**Exercise goal**: Look through the data below and report how many lines include "Erosion". Only the number should be given.

**Stored data**:

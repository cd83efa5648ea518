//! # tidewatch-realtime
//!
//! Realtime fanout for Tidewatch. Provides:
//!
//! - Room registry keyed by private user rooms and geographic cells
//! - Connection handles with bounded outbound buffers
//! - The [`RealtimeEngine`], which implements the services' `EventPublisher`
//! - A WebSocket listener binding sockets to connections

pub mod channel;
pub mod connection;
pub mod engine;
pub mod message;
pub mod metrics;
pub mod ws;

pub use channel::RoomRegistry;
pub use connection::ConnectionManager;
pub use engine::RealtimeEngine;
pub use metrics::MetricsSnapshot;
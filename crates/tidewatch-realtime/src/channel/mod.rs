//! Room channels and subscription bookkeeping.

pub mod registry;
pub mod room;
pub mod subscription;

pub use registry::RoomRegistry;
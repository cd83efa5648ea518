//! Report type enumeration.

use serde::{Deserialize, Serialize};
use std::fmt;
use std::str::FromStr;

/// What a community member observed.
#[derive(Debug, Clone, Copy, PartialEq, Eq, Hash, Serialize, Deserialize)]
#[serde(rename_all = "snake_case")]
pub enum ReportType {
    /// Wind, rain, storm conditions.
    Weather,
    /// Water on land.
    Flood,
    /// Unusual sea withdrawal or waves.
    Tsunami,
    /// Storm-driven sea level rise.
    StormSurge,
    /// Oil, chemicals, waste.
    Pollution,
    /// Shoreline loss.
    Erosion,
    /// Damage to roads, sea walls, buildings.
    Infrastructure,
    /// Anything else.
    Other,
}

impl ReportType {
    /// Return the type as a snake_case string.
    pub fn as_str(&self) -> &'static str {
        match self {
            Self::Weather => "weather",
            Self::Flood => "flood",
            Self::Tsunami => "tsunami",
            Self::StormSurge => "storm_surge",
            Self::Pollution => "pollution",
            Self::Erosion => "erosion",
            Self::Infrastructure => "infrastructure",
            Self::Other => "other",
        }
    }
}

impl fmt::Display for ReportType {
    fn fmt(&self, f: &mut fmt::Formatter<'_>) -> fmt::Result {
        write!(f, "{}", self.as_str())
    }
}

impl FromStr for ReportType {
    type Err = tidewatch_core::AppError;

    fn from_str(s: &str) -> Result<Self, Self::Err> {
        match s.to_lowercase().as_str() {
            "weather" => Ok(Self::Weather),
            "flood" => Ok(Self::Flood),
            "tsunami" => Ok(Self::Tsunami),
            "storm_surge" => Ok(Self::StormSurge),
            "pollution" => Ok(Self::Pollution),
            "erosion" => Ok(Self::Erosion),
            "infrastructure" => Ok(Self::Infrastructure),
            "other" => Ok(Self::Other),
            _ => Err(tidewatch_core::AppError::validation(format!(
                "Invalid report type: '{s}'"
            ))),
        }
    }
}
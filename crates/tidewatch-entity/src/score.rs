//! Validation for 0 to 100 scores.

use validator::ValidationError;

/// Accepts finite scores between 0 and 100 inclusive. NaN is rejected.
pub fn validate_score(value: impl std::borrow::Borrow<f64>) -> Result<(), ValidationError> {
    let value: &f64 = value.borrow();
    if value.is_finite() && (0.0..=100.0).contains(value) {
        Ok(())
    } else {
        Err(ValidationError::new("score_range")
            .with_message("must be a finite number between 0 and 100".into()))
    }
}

...

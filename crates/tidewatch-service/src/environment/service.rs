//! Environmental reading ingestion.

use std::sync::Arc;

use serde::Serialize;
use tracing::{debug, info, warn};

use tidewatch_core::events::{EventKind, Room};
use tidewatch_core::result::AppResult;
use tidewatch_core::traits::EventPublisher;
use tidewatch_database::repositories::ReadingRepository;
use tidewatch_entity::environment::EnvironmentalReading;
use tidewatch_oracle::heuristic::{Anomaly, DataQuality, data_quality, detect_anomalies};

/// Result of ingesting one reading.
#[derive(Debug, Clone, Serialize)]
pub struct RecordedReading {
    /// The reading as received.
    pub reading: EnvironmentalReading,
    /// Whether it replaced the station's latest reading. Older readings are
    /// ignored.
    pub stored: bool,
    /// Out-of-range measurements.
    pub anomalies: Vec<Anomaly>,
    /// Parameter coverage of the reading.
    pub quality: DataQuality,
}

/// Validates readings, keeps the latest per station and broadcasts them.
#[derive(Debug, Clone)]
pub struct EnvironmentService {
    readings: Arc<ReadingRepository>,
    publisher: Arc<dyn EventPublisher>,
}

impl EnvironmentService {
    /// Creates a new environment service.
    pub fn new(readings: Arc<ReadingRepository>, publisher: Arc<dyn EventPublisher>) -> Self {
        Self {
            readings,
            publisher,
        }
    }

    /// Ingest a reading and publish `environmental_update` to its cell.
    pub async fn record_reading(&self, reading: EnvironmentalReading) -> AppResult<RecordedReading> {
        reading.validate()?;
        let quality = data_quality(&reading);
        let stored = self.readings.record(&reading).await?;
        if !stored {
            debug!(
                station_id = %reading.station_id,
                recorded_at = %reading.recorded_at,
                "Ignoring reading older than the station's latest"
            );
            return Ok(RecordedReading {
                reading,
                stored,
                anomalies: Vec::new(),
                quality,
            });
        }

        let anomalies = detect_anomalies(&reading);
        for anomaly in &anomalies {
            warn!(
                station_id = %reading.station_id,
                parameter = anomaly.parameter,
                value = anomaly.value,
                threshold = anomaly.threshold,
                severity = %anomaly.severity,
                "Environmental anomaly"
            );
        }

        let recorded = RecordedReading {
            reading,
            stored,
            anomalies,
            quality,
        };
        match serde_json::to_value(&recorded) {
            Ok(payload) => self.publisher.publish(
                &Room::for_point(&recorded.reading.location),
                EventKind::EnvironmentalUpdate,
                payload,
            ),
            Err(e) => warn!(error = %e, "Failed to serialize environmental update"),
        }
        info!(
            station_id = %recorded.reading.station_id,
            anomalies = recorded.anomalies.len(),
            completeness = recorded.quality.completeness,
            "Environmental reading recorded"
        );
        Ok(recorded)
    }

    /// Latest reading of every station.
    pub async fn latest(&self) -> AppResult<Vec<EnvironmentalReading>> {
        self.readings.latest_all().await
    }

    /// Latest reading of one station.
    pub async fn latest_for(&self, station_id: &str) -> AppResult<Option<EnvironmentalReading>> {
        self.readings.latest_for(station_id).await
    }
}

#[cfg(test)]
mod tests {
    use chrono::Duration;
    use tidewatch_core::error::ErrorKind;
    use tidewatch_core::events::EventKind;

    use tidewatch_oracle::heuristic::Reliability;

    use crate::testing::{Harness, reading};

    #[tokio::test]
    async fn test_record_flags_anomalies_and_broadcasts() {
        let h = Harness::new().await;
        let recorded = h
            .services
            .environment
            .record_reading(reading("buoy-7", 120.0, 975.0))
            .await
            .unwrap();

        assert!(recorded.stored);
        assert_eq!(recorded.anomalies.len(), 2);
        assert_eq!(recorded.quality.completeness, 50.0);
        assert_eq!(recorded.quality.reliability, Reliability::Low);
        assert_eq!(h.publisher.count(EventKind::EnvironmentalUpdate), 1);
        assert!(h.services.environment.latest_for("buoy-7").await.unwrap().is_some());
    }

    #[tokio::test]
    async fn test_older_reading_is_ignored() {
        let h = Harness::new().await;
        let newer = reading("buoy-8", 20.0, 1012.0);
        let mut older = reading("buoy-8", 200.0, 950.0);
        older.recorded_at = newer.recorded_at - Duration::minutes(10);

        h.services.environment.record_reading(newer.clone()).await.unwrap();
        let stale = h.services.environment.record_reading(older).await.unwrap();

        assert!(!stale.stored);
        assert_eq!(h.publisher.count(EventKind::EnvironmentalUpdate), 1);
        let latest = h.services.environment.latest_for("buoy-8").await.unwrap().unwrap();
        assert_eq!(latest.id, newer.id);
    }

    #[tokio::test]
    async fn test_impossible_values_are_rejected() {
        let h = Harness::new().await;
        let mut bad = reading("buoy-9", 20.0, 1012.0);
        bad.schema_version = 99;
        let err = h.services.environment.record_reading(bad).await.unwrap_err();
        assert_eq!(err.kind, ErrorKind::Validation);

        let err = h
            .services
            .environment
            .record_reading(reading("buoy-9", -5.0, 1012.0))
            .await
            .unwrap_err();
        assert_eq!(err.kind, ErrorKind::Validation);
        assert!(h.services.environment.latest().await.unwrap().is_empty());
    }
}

* * *

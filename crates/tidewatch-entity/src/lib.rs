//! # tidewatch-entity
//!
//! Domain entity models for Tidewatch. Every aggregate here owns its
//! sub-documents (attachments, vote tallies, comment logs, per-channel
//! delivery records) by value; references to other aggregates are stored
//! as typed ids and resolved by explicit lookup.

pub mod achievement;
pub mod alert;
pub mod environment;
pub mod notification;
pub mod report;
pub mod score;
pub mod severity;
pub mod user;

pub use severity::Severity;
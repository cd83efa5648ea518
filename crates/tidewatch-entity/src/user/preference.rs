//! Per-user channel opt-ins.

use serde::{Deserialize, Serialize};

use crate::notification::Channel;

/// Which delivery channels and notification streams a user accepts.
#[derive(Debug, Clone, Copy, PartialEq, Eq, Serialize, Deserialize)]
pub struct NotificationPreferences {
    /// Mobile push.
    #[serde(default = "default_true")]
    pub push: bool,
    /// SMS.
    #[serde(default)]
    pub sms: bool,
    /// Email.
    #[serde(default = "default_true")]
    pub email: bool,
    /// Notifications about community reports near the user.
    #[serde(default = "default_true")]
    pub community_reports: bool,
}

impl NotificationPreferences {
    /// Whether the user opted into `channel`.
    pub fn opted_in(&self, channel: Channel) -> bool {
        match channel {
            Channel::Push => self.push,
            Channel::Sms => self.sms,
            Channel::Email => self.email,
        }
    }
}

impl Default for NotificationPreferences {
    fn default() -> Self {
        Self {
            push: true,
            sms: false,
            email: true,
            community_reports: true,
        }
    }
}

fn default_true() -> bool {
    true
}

**Result below**: 3